The Civil War was a Union military victory by conventional standards, but the KKK emerged as a terrorist insurgency with so much influence, the reconstruction era policies and constitutional amendments remained gutted well into the late 1960s. 
State's Rights was the civil rallying cry for secessionist Confederate states long after they were defeated on the battle field. Separate but Equal rulings were put into place as a justification for segregating schools. The tax structure for school districts was then designed to further segregate school populations. By the time integrated schools were providing official US History textbooks to Black children across the nation, the American Legislative Exchange Council's founder began championing the privatized school industry as a way to legally perpetuate segregation by wealth.

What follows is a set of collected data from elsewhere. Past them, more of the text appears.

//! Worker pool: shard-local indexing and search on isolated OS threads
//!
//! Every operation spawns its units fresh. A unit is a named thread driving its own
//! current-thread runtime. It opens its own store handles for the shards it was assigned,
//! drains its task channel and exits, and the pool joins every unit before returning.

use crate::embedding::EmbeddingBackend;
use crate::error::SeekError;
use crate::indexer::{CodeChunker, FileJob, FileOutcome, ShardWriter};
use crate::searcher::{SearchOptions, SearchOutcome, merge_results};
use crate::types::{SearchResult, ShardError};
use crate::vector_db::{SearchFilter, ShardStore, ShardStoreFactory};
use anyhow::Result;
use std::collections::{BTreeMap, BTreeSet};
use std::sync::Arc;
use std::thread;
use tokio::sync::mpsc;
use tokio_util::sync::CancellationToken;

/// Work sent to a unit, one message per shard
#[derive(Debug)]
pub enum UnitTask {
    Index {
        shard_id: usize,
        jobs: Vec<FileJob>,
    },
    Search {
        shard_id: usize,
        vector: Arc<[f32]>,
        top_k: usize,
        filter: SearchFilter,
    },
}

impl UnitTask {
    pub fn shard_id(&self) -> usize {
        match self {
            UnitTask::Index { shard_id, .. } | UnitTask::Search { shard_id, .. } => *shard_id,
        }
    }
}

/// Results sent back by a unit; never dropped
#[derive(Debug)]
pub enum UnitMessage {
    FileDone {
        unit: usize,
        shard_id: usize,
        outcome: FileOutcome,
    },
    SearchHits {
        unit: usize,
        shard_id: usize,
        results: Vec<SearchResult>,
    },
    ShardFailed {
        unit: usize,
        shard_id: usize,
        error: String,
    },
    /// The unit stopped taking files from this shard
    Cancelled { unit: usize, shard_id: usize },
}

/// Best-effort progress, dropped when the receiver falls behind
#[derive(Debug, Clone, PartialEq)]
pub enum ProgressEvent {
    FileIndexed {
        shard_id: usize,
        file_path: String,
        chunks: usize,
    },
    FileFailed {
        shard_id: usize,
        file_path: String,
        error: String,
    },
    ShardFinished {
        shard_id: usize,
        files: usize,
        chunks: usize,
    },
}

impl ProgressEvent {
    pub fn from_outcome(shard_id: usize, outcome: &FileOutcome) -> Self {
        match outcome {
            FileOutcome::Indexed { path, chunks, .. } => ProgressEvent::FileIndexed {
                shard_id,
                file_path: path.clone(),
                chunks: *chunks,
            },
            FileOutcome::Failed { path, error } => ProgressEvent::FileFailed {
                shard_id,
                file_path: path.clone(),
                error: error.clone(),
            },
        }
    }
}

/// Merged result of a parallel indexing run
#[derive(Debug, Default)]
pub struct PoolIndexRun {
    pub outcomes: Vec<FileOutcome>,
    pub shard_errors: Vec<ShardError>,
    pub cancelled: bool,
}

/// `min(available_parallelism - 1, shards)`, never zero
pub fn default_unit_count(shards: usize) -> usize {
    let available = thread::available_parallelism()
        .map(|n| n.get())
        .unwrap_or(2);
    available.saturating_sub(1).min(shards).max(1)
}

/// Round-robin shard assignment: unit `i` gets every shard at a position `p` with
/// `p % unit_count == i`. Units that would get nothing are left out.
pub fn plan_units(shard_ids: &[usize], unit_count: usize) -> Vec<Vec<usize>> {
    let unit_count = unit_count.max(1);
    let mut units = vec![Vec::new(); unit_count];
    for (position, shard_id) in shard_ids.iter().enumerate() {
        units[position % unit_count].push(*shard_id);
    }
    units.retain(|shards| !shards.is_empty());
    units
}

/// Everything a unit needs; owned, so nothing is shared mutably across units
struct UnitContext {
    unit: usize,
    shard_ids: Vec<usize>,
    factory: Arc<dyn ShardStoreFactory>,
    backend: Arc<dyn EmbeddingBackend>,
    chunker: CodeChunker,
    dimension: usize,
    cancel: CancellationToken,
    progress: Option<mpsc::Sender<ProgressEvent>>,
}

pub struct WorkerPool {
    factory: Arc<dyn ShardStoreFactory>,
    backend: Arc<dyn EmbeddingBackend>,
    chunker: CodeChunker,
    worker_count: Option<usize>,
}

impl WorkerPool {
    pub fn new(
        factory: Arc<dyn ShardStoreFactory>,
        backend: Arc<dyn EmbeddingBackend>,
        chunker: CodeChunker,
        worker_count: Option<usize>,
    ) -> Self {
        Self {
            factory,
            backend,
            chunker,
            worker_count,
        }
    }

    /// Units used for an operation touching `shards` shards
    pub fn unit_count_for(&self, shards: usize) -> usize {
        match self.worker_count {
            Some(count) => count.min(shards).max(1),
            None => default_unit_count(shards),
        }
    }

    /// Write every job through the unit owning its shard
    pub async fn index(
        &self,
        jobs: BTreeMap<usize, Vec<FileJob>>,
        cancel: CancellationToken,
        progress: Option<mpsc::Sender<ProgressEvent>>,
    ) -> PoolIndexRun {
        let shard_ids: Vec<usize> = jobs.keys().copied().collect();
        let tasks = jobs
            .into_iter()
            .map(|(shard_id, jobs)| (shard_id, UnitTask::Index { shard_id, jobs }))
            .collect();

        let (messages, mut shard_errors) = self.run(&shard_ids, tasks, cancel, progress).await;

        let mut run = PoolIndexRun::default();
        for message in messages {
            match message {
                UnitMessage::FileDone { outcome, .. } => run.outcomes.push(outcome),
                UnitMessage::ShardFailed {
                    shard_id, error, ..
                } => shard_errors.push(ShardError::new(shard_id, error)),
                UnitMessage::Cancelled { .. } => run.cancelled = true,
                UnitMessage::SearchHits { .. } => {}
            }
        }
        shard_errors.sort_by_key(|e| e.shard_id);
        run.shard_errors = shard_errors;
        run
    }

    /// Query every listed shard for its local top-K and cut the merged list globally
    pub async fn search(
        &self,
        vector: Vec<f32>,
        shard_ids: Vec<usize>,
        options: &SearchOptions,
    ) -> Result<SearchOutcome> {
        if shard_ids.is_empty() {
            return Ok(SearchOutcome::default());
        }

        let vector: Arc<[f32]> = vector.into();
        let top_k = options.per_shard_k();
        let tasks = shard_ids
            .iter()
            .map(|&shard_id| {
                (
                    shard_id,
                    UnitTask::Search {
                        shard_id,
                        vector: vector.clone(),
                        top_k,
                        filter: options.filter.clone(),
                    },
                )
            })
            .collect();

        let (messages, mut shard_errors) = self
            .run(&shard_ids, tasks, CancellationToken::new(), None)
            .await;

        let mut candidates = Vec::new();
        for message in messages {
            match message {
                UnitMessage::SearchHits { results, .. } => candidates.extend(results),
                UnitMessage::ShardFailed {
                    shard_id, error, ..
                } => shard_errors.push(ShardError::new(shard_id, error)),
                UnitMessage::FileDone { .. } | UnitMessage::Cancelled { .. } => {}
            }
        }
        shard_errors.sort_by_key(|e| e.shard_id);

        let failed: BTreeSet<usize> = shard_errors.iter().map(|e| e.shard_id).collect();
        if failed.len() == shard_ids.len() {
            return Err(SeekError::AllShardsFailed(shard_ids.len()).into());
        }

        Ok(SearchOutcome {
            results: merge_results(candidates, options.limit, options.min_score),
            shard_errors,
        })
    }

    /// Spawn the units, feed them their tasks, collect every message and join them all
    async fn run(
        &self,
        shard_ids: &[usize],
        mut tasks: BTreeMap<usize, UnitTask>,
        cancel: CancellationToken,
        progress: Option<mpsc::Sender<ProgressEvent>>,
    ) -> (Vec<UnitMessage>, Vec<ShardError>) {
        let assignments = plan_units(shard_ids, self.unit_count_for(shard_ids.len()));
        tracing::debug!(
            "Running {} shard(s) on {} worker unit(s)",
            shard_ids.len(),
            assignments.len()
        );

        let (result_tx, mut result_rx) = mpsc::unbounded_channel();
        let mut shard_errors = Vec::new();
        let mut handles = Vec::with_capacity(assignments.len());

        for (unit, assigned) in assignments.into_iter().enumerate() {
            let (task_tx, task_rx) = mpsc::unbounded_channel();
            for shard_id in &assigned {
                if let Some(task) = tasks.remove(shard_id) {
                    let _ = task_tx.send(task);
                }
            }
            // Closing the task channel lets the unit exit once it is drained
            drop(task_tx);

            let context = UnitContext {
                unit,
                shard_ids: assigned.clone(),
                factory: self.factory.clone(),
                backend: self.backend.clone(),
                chunker: self.chunker.clone(),
                dimension: self.backend.dimension(),
                cancel: cancel.clone(),
                progress: progress.clone(),
            };
            match spawn_unit(context, task_rx, result_tx.clone()) {
                Ok(handle) => handles.push((unit, assigned, handle)),
                Err(e) => {
                    tracing::warn!("Failed to spawn worker unit {}: {}", unit, e);
                    shard_errors.extend(assigned.into_iter().map(|shard_id| {
                        ShardError::new(shard_id, format!("failed to spawn worker unit: {}", e))
                    }));
                }
            }
        }
        drop(result_tx);

        let mut messages = Vec::new();
        while let Some(message) = result_rx.recv().await {
            messages.push(message);
        }

        for (unit, assigned, handle) in handles {
            let joined = tokio::task::spawn_blocking(move || handle.join()).await;
            if !matches!(joined, Ok(Ok(()))) {
                tracing::warn!("Worker unit {} panicked", unit);
                shard_errors.extend(assigned.into_iter().map(|shard_id| {
                    ShardError::new(shard_id, format!("worker unit {} panicked", unit))
                }));
            }
        }

        (messages, shard_errors)
    }
}

fn spawn_unit(
    context: UnitContext,
    tasks: mpsc::UnboundedReceiver<UnitTask>,
    results: mpsc::UnboundedSender<UnitMessage>,
) -> std::io::Result<thread::JoinHandle<()>> {
    thread::Builder::new()
        .name(format!("codeseek-unit-{}", context.unit))
        .spawn(move || {
            let runtime = match tokio::runtime::Builder::new_current_thread()
                .enable_all()
                .build()
            {
                Ok(runtime) => runtime,
                Err(e) => {
                    for &shard_id in &context.shard_ids {
                        let _ = results.send(UnitMessage::ShardFailed {
                            unit: context.unit,
                            shard_id,
                            error: format!("failed to start runtime: {}", e),
                        });
                    }
                    return;
                }
            };
            runtime.block_on(run_unit(context, tasks, results));
        })
}

async fn run_unit(
    context: UnitContext,
    mut tasks: mpsc::UnboundedReceiver<UnitTask>,
    results: mpsc::UnboundedSender<UnitMessage>,
) {
    let unit = context.unit;
    let mut stores: BTreeMap<usize, Arc<dyn ShardStore>> = BTreeMap::new();
    for &shard_id in &context.shard_ids {
        match context.factory.open(shard_id, context.dimension).await {
            Ok(store) => {
                stores.insert(shard_id, store);
            }
            Err(e) => {
                tracing::warn!("Unit {} failed to open shard {}: {:#}", unit, shard_id, e);
                let _ = results.send(UnitMessage::ShardFailed {
                    unit,
                    shard_id,
                    error: format!("{:#}", e),
                });
            }
        }
    }

    while let Some(task) = tasks.recv().await {
        // Shards that failed to open were already reported
        let Some(store) = stores.get(&task.shard_id()).cloned() else {
            continue;
        };
        match task {
            UnitTask::Index { shard_id, jobs } => {
                let writer =
                    ShardWriter::new(store, context.backend.clone(), context.chunker.clone());
                let mut files = 0;
                let mut chunks = 0;
                for job in jobs {
                    if context.cancel.is_cancelled() {
                        let _ = results.send(UnitMessage::Cancelled { unit, shard_id });
                        break;
                    }
                    let outcome = writer.process(job).await;
                    if let FileOutcome::Indexed { chunks: n, .. } = &outcome {
                        files += 1;
                        chunks += n;
                    }
                    if let Some(progress) = &context.progress {
                        let _ = progress.try_send(ProgressEvent::from_outcome(shard_id, &outcome));
                    }
                    let _ = results.send(UnitMessage::FileDone {
                        unit,
                        shard_id,
                        outcome,
                    });
                }
                if let Some(progress) = &context.progress {
                    let _ = progress.try_send(ProgressEvent::ShardFinished {
                        shard_id,
                        files,
                        chunks,
                    });
                }
            }
            UnitTask::Search {
                shard_id,
                vector,
                top_k,
                filter,
            } => {
                let message = match store.search(&vector, top_k, &filter).await {
                    Ok(hits) => UnitMessage::SearchHits {
                        unit,
                        shard_id,
                        results: hits,
                    },
                    Err(e) => UnitMessage::ShardFailed {
                        unit,
                        shard_id,
                        error: format!("{:#}", e),
                    },
                };
                let _ = results.send(message);
            }
        }
    }

    for store in stores.values() {
        store.dispose().await;
    }
}

#[cfg(test)]
mod tests;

So the basis for unresolved conflict and the modeling for destructive action has been with us since the beginning of the nation's settlement.

War is a form of conflict where the most influential cohesive parties acknowledge their will to risk abuse and annihilation for the sake of asserting their interests.


Conflict is a necessary phase of peace when it can exist with clear intention and phase into resolution:

There are times for peace building to prevent or help us better embrace unnecessary conflict.

There are times for peace making to intervene with conflicting trajectories of interest and apathy.

There are times for peace keeping to steward healing and restoration so that we can better build beyond our capacity for dwelling amid destruction.

And they cycle into one another so long as intention exists to guide that.

Destruction is also intrinsic to growth so long as we have capacity to identify the patterns and intention that allows for integrity to stand amid perceived chaos.

But let us remember there were and always will be more people who are looking to heal, some seeking to heal from past episodes of bloodshed, and still more whose deeper cause for rebellion comes from a need to heal something with immense impact that it extends to the societies we live in.

Medicines are best used to prevent unnecessary suffering. They embody conflict with intent. They exist with ceremony and ritual--the processes that foster emotional and intellectual solidarity for treatment to be trusted and implemented well.

Healing restores our capacity to care for ourselves and each other. Wealth is a form of collective health when our capacity to care for each other exists with the special kind of regenerative endurance we tend to call resilience.


Let us choose to make all of this be with the intentional arc of our healing in mind.